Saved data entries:
⁂

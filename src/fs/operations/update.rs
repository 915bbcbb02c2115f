//! Metadata updates: rename and raw field merges.

use chrono::{SecondsFormat, Utc};
use serde_json::{Value, json};

use crate::client::DisboxClient;
use crate::error::{DisboxError, Result};
use crate::fs::node::FileRef;

/// Current time in the server's timestamp format (`2023-04-01T10:20:30.123Z`).
pub(crate) fn timestamp_now() -> String {
    Utc::now().to_rfc3339_opts(SecondsFormat::Millis, true)
}

impl DisboxClient {
    /// Merge `changes` into a file's metadata.
    ///
    /// `updated_at` is always set to the current time.
    ///
    /// # Arguments
    /// * `file_id` - Id of the file to update
    /// * `changes` - JSON object of fields to merge
    pub async fn update_file(&self, file_id: i64, changes: Value) -> Result<()> {
        let mut changes = match changes {
            Value::Object(map) => map,
            other => {
                return Err(DisboxError::InvalidArgument(format!(
                    "changes must be a JSON object, got {}",
                    other
                )));
            }
        };
        changes.insert("updated_at".to_string(), Value::String(timestamp_now()));

        self.api()
            .update_file(file_id, &Value::Object(changes))
            .await
    }

    /// Rename a file.
    ///
    /// Fails with `AlreadyExists` when `new_name` is taken in the same folder.
    ///
    /// # Example
    /// ```no_run
    /// # use disbox::DisboxClient;
    /// # async fn example() -> disbox::Result<()> {
    /// let client = DisboxClient::new("https://discord.com/api/webhooks/1/token")?;
    /// client.rename_file("old.txt", "new.txt", Some("test folder")).await?;
    /// # Ok(())
    /// # }
    /// ```
    pub async fn rename_file(
        &self,
        file: impl Into<FileRef>,
        new_name: &str,
        from_folder: Option<&str>,
    ) -> Result<()> {
        if new_name.is_empty() || new_name.contains('/') {
            return Err(DisboxError::InvalidArgument(format!(
                "invalid file name: {:?}",
                new_name
            )));
        }

        let file = file.into();
        let level = self.fetch_tree(from_folder).await?;
        let entry = super::browse::find_file(&level, &file)?;

        if level.get(new_name).is_some() || level.malformed_entry(new_name).is_some() {
            return Err(DisboxError::AlreadyExists(new_name.to_string()));
        }

        self.update_file(entry.id, json!({ "name": new_name })).await
    }
}
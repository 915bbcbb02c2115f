//! Example: List a DisBox folder
//!
//! Usage:
//!   cargo run --example ls -- --webhook WEBHOOK_URL [--path "folder/sub"]

use disbox::{DisboxClient, Node, format_size};
use std::env;

#[tokio::main]
async fn main() {
    let args: Vec<String> = env::args().collect();

    let mut webhook = None;
    let mut path: Option<String> = None;

    let mut i = 1;
    while i < args.len() {
        match args[i].as_str() {
            "--webhook" | "-w" => {
                webhook = args.get(i + 1).cloned();
                i += 2;
            }
            "--path" => {
                path = args.get(i + 1).cloned();
                i += 2;
            }
            _ => {
                i += 1;
            }
        }
    }

    let webhook = webhook.expect("--webhook is required");
    let client = DisboxClient::new(&webhook).expect("Invalid webhook URL");

    println!("📁 Listing: {}\n", path.as_deref().unwrap_or("/"));

    match client.fetch_tree(path.as_deref()).await {
        Ok(level) => {
            if level.is_empty() {
                println!("  (empty)");
            }
            for (name, node) in level.iter() {
                match node {
                    Node::File(file) => {
                        println!("  📄 {} [{}] {}", name, file.id, format_size(file.size))
                    }
                    Node::Directory(dir) => println!("  📁 {} ({} entries)", name, dir.children.len()),
                }
            }
        }
        Err(e) => {
            eprintln!("❌ Failed to list: {}", e);
        }
    }
}
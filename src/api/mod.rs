//! Remote endpoints: the metadata server and the webhook channel.

pub mod client;
pub mod webhook;

pub use client::ApiClient;
pub use webhook::{WebhookClient, webhook_id};
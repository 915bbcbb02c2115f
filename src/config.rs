//! Client configuration.

use std::time::Duration;

use serde::{Deserialize, Serialize};

/// Default metadata server.
pub const DEFAULT_SERVER_URL: &str = "https://disboxserver.azurewebsites.net";

/// Default delay between starting successive downloads of a folder batch.
pub const DEFAULT_TASK_INTERVAL: Duration = Duration::from_millis(350);

const MAX_TASK_INTERVAL: Duration = Duration::from_secs(60);

/// Settings shared by every request a [`DisboxClient`](crate::DisboxClient) makes.
#[derive(Debug, Clone, PartialEq, Eq, Serialize, Deserialize)]
#[serde(default)]
pub struct ClientConfig {
    /// Base URL of the metadata server (no trailing slash).
    pub server_url: String,
    /// Delay between task starts in `download_folder`.
    pub task_interval: Duration,
    /// Upper bound on concurrently running file downloads (`None` = unbounded).
    pub max_concurrent_downloads: Option<usize>,
    /// Per-request timeout (`None` = wait forever).
    pub request_timeout: Option<Duration>,
    /// HTTP proxy URL.
    pub proxy: Option<String>,
}

impl Default for ClientConfig {
    fn default() -> Self {
        Self {
            server_url: DEFAULT_SERVER_URL.to_string(),
            task_interval: DEFAULT_TASK_INTERVAL,
            max_concurrent_downloads: None,
            request_timeout: None,
            proxy: None,
        }
    }
}

impl ClientConfig {
    pub fn new() -> Self {
        Self::default()
    }

    /// Point the client at another metadata server.
    pub fn with_server_url(mut self, url: impl Into<String>) -> Self {
        self.server_url = url.into().trim_end_matches('/').to_string();
        self
    }

    /// Set the delay between folder download task starts (clamped to 60s).
    pub fn with_task_interval(mut self, interval: Duration) -> Self {
        self.task_interval = interval.min(MAX_TASK_INTERVAL);
        self
    }

    /// Cap concurrent file downloads (at least 1).
    pub fn with_max_concurrent_downloads(mut self, limit: usize) -> Self {
        self.max_concurrent_downloads = Some(limit.max(1));
        self
    }

    pub fn with_request_timeout(mut self, timeout: Duration) -> Self {
        self.request_timeout = Some(timeout);
        self
    }

    pub fn with_proxy(mut self, proxy: impl Into<String>) -> Self {
        self.proxy = Some(proxy.into());
        self
    }
}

⁂

WHAT IS BEING ASKED: Report each line above containing the string "None".

FINAL ANSWER:
    let mut webhook = None;
    let mut path: Option<String> = None;
    /// Upper bound on concurrently running file downloads (`None` = unbounded).
    /// Per-request timeout (`None` = wait forever).
            max_concurrent_downloads: None,
            request_timeout: None,
            proxy: None,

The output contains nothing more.